BEGIN Study material

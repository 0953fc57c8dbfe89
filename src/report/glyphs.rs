use image::{Rgb, RgbImage};

pub const GLYPH_WIDTH: u32 = 5;
pub const GLYPH_HEIGHT: u32 = 7;

// 5x7 bitmap font, one byte per row, bit 4 is the leftmost column.
const UNKNOWN_GLYPH: [u8; 7] = [0x0E, 0x11, 0x01, 0x02, 0x04, 0x00, 0x04];

fn glyph(c: char) -> [u8; 7] {
    match c.to_ascii_uppercase() {
        'A' => [0x0E, 0x11, 0x11, 0x1F, 0x11, 0x11, 0x11],
        'B' => [0x1E, 0x11, 0x11, 0x1E, 0x11, 0x11, 0x1E],
        'C' => [0x0E, 0x11, 0x10, 0x10, 0x10, 0x11, 0x0E],
        'D' => [0x1E, 0x11, 0x11, 0x11, 0x11, 0x11, 0x1E],
        'E' => [0x1F, 0x10, 0x10, 0x1E, 0x10, 0x10, 0x1F],
        'F' => [0x1F, 0x10, 0x10, 0x1E, 0x10, 0x10, 0x10],
        'G' => [0x0E, 0x11, 0x10, 0x17, 0x11, 0x11, 0x0F],
        'H' => [0x11, 0x11, 0x11, 0x1F, 0x11, 0x11, 0x11],
        'I' => [0x0E, 0x04, 0x04, 0x04, 0x04, 0x04, 0x0E],
        'J' => [0x07, 0x02, 0x02, 0x02, 0x02, 0x12, 0x0C],
        'K' => [0x11, 0x12, 0x14, 0x18, 0x14, 0x12, 0x11],
        'L' => [0x10, 0x10, 0x10, 0x10, 0x10, 0x10, 0x1F],
        'M' => [0x11, 0x1B, 0x15, 0x15, 0x11, 0x11, 0x11],
        'N' => [0x11, 0x11, 0x19, 0x15, 0x13, 0x11, 0x11],
        'O' => [0x0E, 0x11, 0x11, 0x11, 0x11, 0x11, 0x0E],
        'P' => [0x1E, 0x11, 0x11, 0x1E, 0x10, 0x10, 0x10],
        'Q' => [0x0E, 0x11, 0x11, 0x11, 0x15, 0x12, 0x0D],
        'R' => [0x1E, 0x11, 0x11, 0x1E, 0x14, 0x12, 0x11],
        'S' => [0x0F, 0x10, 0x10, 0x0E, 0x01, 0x01, 0x1E],
        'T' => [0x1F, 0x04, 0x04, 0x04, 0x04, 0x04, 0x04],
        'U' => [0x11, 0x11, 0x11, 0x11, 0x11, 0x11, 0x0E],
        'V' => [0x11, 0x11, 0x11, 0x11, 0x11, 0x0A, 0x04],
        'W' => [0x11, 0x11, 0x11, 0x15, 0x15, 0x15, 0x0A],
        'X' => [0x11, 0x11, 0x0A, 0x04, 0x0A, 0x11, 0x11],
        'Y' => [0x11, 0x11, 0x11, 0x0A, 0x04, 0x04, 0x04],
        'Z' => [0x1F, 0x01, 0x02, 0x04, 0x08, 0x10, 0x1F],
        '0' => [0x0E, 0x11, 0x13, 0x15, 0x19, 0x11, 0x0E],
        '1' => [0x04, 0x0C, 0x04, 0x04, 0x04, 0x04, 0x0E],
        '2' => [0x0E, 0x11, 0x01, 0x02, 0x04, 0x08, 0x1F],
        '3' => [0x1F, 0x02, 0x04, 0x02, 0x01, 0x11, 0x0E],
        '4' => [0x02, 0x06, 0x0A, 0x12, 0x1F, 0x02, 0x02],
        '5' => [0x1F, 0x10, 0x1E, 0x01, 0x01, 0x11, 0x0E],
        '6' => [0x06, 0x08, 0x10, 0x1E, 0x11, 0x11, 0x0E],
        '7' => [0x1F, 0x01, 0x02, 0x04, 0x08, 0x08, 0x08],
        '8' => [0x0E, 0x11, 0x11, 0x0E, 0x11, 0x11, 0x0E],
        '9' => [0x0E, 0x11, 0x11, 0x0F, 0x01, 0x02, 0x0C],
        '.' => [0x00, 0x00, 0x00, 0x00, 0x00, 0x0C, 0x0C],
        '%' => [0x18, 0x19, 0x02, 0x04, 0x08, 0x13, 0x03],
        '-' => [0x00, 0x00, 0x00, 0x1F, 0x00, 0x00, 0x00],
        ' ' => [0x00; 7],
        _ => UNKNOWN_GLYPH,
    }
}

/// Draws `text` with its top-left corner at `(x, y)`, clipped to the image.
/// Lowercase letters are rendered with the uppercase glyphs.
pub fn draw_text(image: &mut RgbImage, x: i64, y: i64, text: &str, scale: u32, color: Rgb<u8>) {
    let advance = i64::from((GLYPH_WIDTH + 1) * scale);
    for (index, c) in text.chars().enumerate() {
        let origin_x = x + advance * index as i64;
        for (row, bits) in glyph(c).iter().enumerate() {
            for column in 0..GLYPH_WIDTH {
                if bits & (0x10 >> column) == 0 {
                    continue;
                }
                let left = origin_x + i64::from(column * scale);
                let top = y + row as i64 * i64::from(scale);
                fill_clipped(image, left, top, left + i64::from(scale) - 1, top + i64::from(scale) - 1, color);
            }
        }
    }
}

/// Fills the inclusive rectangle `[x0, y0]..[x1, y1]`, skipping pixels outside the image.
pub fn fill_clipped(image: &mut RgbImage, x0: i64, y0: i64, x1: i64, y1: i64, color: Rgb<u8>) {
    let (width, height) = (i64::from(image.width()), i64::from(image.height()));
    let (left, right) = (x0.max(0), x1.min(width - 1));
    let (top, bottom) = (y0.max(0), y1.min(height - 1));
    if left > right || top > bottom {
        return;
    }
    for py in top..=bottom {
        for px in left..=right {
            image.put_pixel(px as u32, py as u32, color);
        }
    }
}

#[cfg(test)]
mod tests {
    use super::*;

    #[test]
    fn test_glyph_pixels_are_drawn_at_scale() {
        let mut image = RgbImage::from_pixel(20, 20, Rgb([255, 255, 255]));
        draw_text(&mut image, 0, 0, "-", 2, Rgb([0, 0, 0]));
        // The dash is row 3, so it covers rows 6 and 7 at scale 2.
        assert_eq!(*image.get_pixel(0, 6), Rgb([0, 0, 0]));
        assert_eq!(*image.get_pixel(9, 7), Rgb([0, 0, 0]));
        assert_eq!(*image.get_pixel(0, 5), Rgb([255, 255, 255]));
        assert_eq!(*image.get_pixel(10, 6), Rgb([255, 255, 255]));
    }

    #[test]
    fn test_drawing_off_image_is_clipped() {
        let mut image = RgbImage::from_pixel(4, 4, Rgb([255, 255, 255]));
        fill_clipped(&mut image, -10, -10, 1, 1, Rgb([1, 2, 3]));
        fill_clipped(&mut image, 10, 10, 20, 20, Rgb([9, 9, 9]));
        assert_eq!(*image.get_pixel(0, 0), Rgb([1, 2, 3]));
        assert_eq!(*image.get_pixel(1, 1), Rgb([1, 2, 3]));
        assert_eq!(*image.get_pixel(2, 2), Rgb([255, 255, 255]));
        draw_text(&mut image, -100, -100, "SCRATCH", 2, Rgb([0, 0, 0]));
    }

    #[test]
    fn test_lowercase_uses_uppercase_glyphs() {
        assert_eq!(glyph('m'), glyph('M'));
        assert_eq!(glyph('~'), UNKNOWN_GLYPH);
    }
}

END Study material

Task details: The answer must consist of every line above that holds the string "with", copied exactly.

Task response:
/// Draws `text` with its top-left corner at `(x, y)`, clipped to the image.
/// Lowercase letters are rendered with the uppercase glyphs.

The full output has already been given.